= DATA FOR THE TASK =
//! Render composer: rebuilds the cached overlay whenever grid state changes.
//!
//! The overlay is a screen sized straight-alpha pixel image holding the grid
//! lines and arrow indicators, plus a label layer with the positions and
//! colours of every cell label. Both halves are produced by one
//! [`GridOverlay::compose`] call and never patched afterwards.

use image::RgbaImage;

use crate::grid::colour::Rgba;
use crate::grid::layout::{cell_label, GridLayout, GRID_SIZE, LABELS};
use crate::grid::pan::PanOffset;

const LABEL_DROP_OFFSET: (i64, i64) = (11, 19);
const LABEL_OFFSET: (i64, i64) = (10, 18);

#[derive(Debug, Clone, Copy, PartialEq, Eq)]
pub struct RenderSettings {
    pub arrow: Rgba,
    pub font: Rgba,
    pub font_drop: Rgba,
    pub line: Rgba,
    pub line_drop: Rgba,
    pub arrow_size: u32,
    pub grid_step: i64,
}

impl RenderSettings {
    fn arrow_for(&self, emphasised: bool) -> Rgba {
        self.arrow.with_alpha(dim(self.arrow.a, emphasised))
    }
}

/// Grid state the overlay depends on.
#[derive(Debug, Clone, Copy, PartialEq, Eq, Default)]
pub struct OverlayView {
    pub pan: PanOffset,
    /// Label of the most recently pressed column key.
    pub active_label: Option<char>,
    pub column_chosen: bool,
}

impl OverlayView {
    /// Everything is bright until a column is chosen; after that only the
    /// active column is.
    pub fn emphasises(&self, column: usize) -> bool {
        !self.column_chosen || LABELS.get(column).copied() == self.active_label
    }
}

fn dim(alpha: u8, emphasised: bool) -> u8 {
    if emphasised {
        alpha
    } else {
        alpha / 4
    }
}

#[derive(Debug, Clone, PartialEq)]
pub struct LabelSprite {
    pub text: String,
    /// Left edge of the text baseline, in screen pixels.
    pub x: i64,
    pub y: i64,
    pub colour: Rgba,
    pub column: usize,
}

#[derive(Debug, Clone, PartialEq)]
pub struct GridOverlay {
    image: RgbaImage,
    labels: Vec<LabelSprite>,
}

/// Pixel sink addressed in buffer coordinates. The buffer covers
/// `[origin.x, width) x [origin.y, height)` and its origin is shown at the
/// top left of the screen.
struct PannedCanvas {
    image: RgbaImage,
    origin: (i64, i64),
    limit: (i64, i64),
}

impl PannedCanvas {
    fn new(width: u32, height: u32, origin: (i64, i64)) -> Self {
        Self {
            image: RgbaImage::new(width, height),
            origin,
            limit: (width as i64, height as i64),
        }
    }

    fn put(&mut self, bx: i64, by: i64, colour: Rgba) {
        if bx < self.origin.0 || by < self.origin.1 || bx >= self.limit.0 || by >= self.limit.1 {
            return;
        }
        let sx = bx - self.origin.0;
        let sy = by - self.origin.1;
        if sx >= self.image.width() as i64 || sy >= self.image.height() as i64 {
            return;
        }
        self.image.put_pixel(sx as u32, sy as u32, colour.to_pixel());
    }
}

impl GridOverlay {
    pub fn compose(layout: &GridLayout, settings: &RenderSettings, view: &OverlayView) -> Self {
        let origin = view.pan.pixel_origin(settings.grid_step);
        let mut canvas = PannedCanvas::new(layout.width(), layout.height(), origin);
        if layout.cell_width() > 0 && layout.cell_height() > 0 {
            draw_column_lines(&mut canvas, layout, settings, view);
            draw_row_lines(&mut canvas, layout, settings, view);
        }
        Self {
            image: canvas.image,
            labels: layout_labels(layout, settings, view, origin),
        }
    }

    pub fn width(&self) -> u32 {
        self.image.width()
    }

    pub fn height(&self) -> u32 {
        self.image.height()
    }

    pub fn pixel(&self, x: u32, y: u32) -> Rgba {
        Rgba::from_pixel(self.image.get_pixel(x, y))
    }

    pub fn image(&self) -> &RgbaImage {
        &self.image
    }

    pub fn labels(&self) -> &[LabelSprite] {
        &self.labels
    }
}

fn draw_column_lines(
    canvas: &mut PannedCanvas,
    layout: &GridLayout,
    settings: &RenderSettings,
    view: &OverlayView,
) {
    let cell_h = layout.cell_height() as i64;
    let band = settings.arrow_size as i64;
    for x in 0..GRID_SIZE {
        let bx = layout.column_span(x).start;
        let arrow = settings.arrow_for(view.emphasises(x));
        for y in 0..layout.height() as i64 {
            canvas.put(bx, y, settings.line_drop);
            canvas.put(bx - 1, y, settings.line);
            if y % cell_h < band {
                canvas.put(bx, y, arrow);
            }
        }
    }
}

fn draw_row_lines(
    canvas: &mut PannedCanvas,
    layout: &GridLayout,
    settings: &RenderSettings,
    view: &OverlayView,
) {
    let cell_w = layout.cell_width() as i64;
    let band = settings.arrow_size as i64;
    for y in 0..GRID_SIZE {
        let by = layout.row_span(y).start;
        for x in 0..layout.width() as i64 {
            canvas.put(x, by, settings.line_drop);
            canvas.put(x, by - 1, settings.line);
            if x % cell_w < band {
                let emphasised = layout
                    .column_at(x)
                    .map_or(!view.column_chosen, |column| view.emphasises(column));
                canvas.put(x, by, settings.arrow_for(emphasised));
            }
        }
    }
}

fn layout_labels(
    layout: &GridLayout,
    settings: &RenderSettings,
    view: &OverlayView,
    origin: (i64, i64),
) -> Vec<LabelSprite> {
    let mut labels = Vec::with_capacity(GRID_SIZE * GRID_SIZE * 2);
    for x in 0..GRID_SIZE {
        let emphasised = view.emphasises(x);
        let drop = settings
            .font_drop
            .with_alpha(dim(settings.font_drop.a, emphasised));
        let primary = settings.font.with_alpha(dim(settings.font.a, emphasised));
        let left = layout.column_span(x).start - origin.0;
        for y in 0..GRID_SIZE {
            let top = layout.row_span(y).start - origin.1;
            let text = cell_label(x, y);
            labels.push(LabelSprite {
                text: text.clone(),
                x: left + LABEL_DROP_OFFSET.0,
                y: top + LABEL_DROP_OFFSET.1,
                colour: drop,
                column: x,
            });
            labels.push(LabelSprite {
                text,
                x: left + LABEL_OFFSET.0,
                y: top + LABEL_OFFSET.1,
                colour: primary,
                column: x,
            });
        }
    }
    labels
}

= TASK TO COMPLETE =
Where a line of the entries contains the word "derive", copy that line.

= RESULT FOR THIS EXERCISE =
#[derive(Debug, Clone, Copy, PartialEq, Eq)]
#[derive(Debug, Clone, Copy, PartialEq, Eq, Default)]
#[derive(Debug, Clone, PartialEq)]
#[derive(Debug, Clone, PartialEq)]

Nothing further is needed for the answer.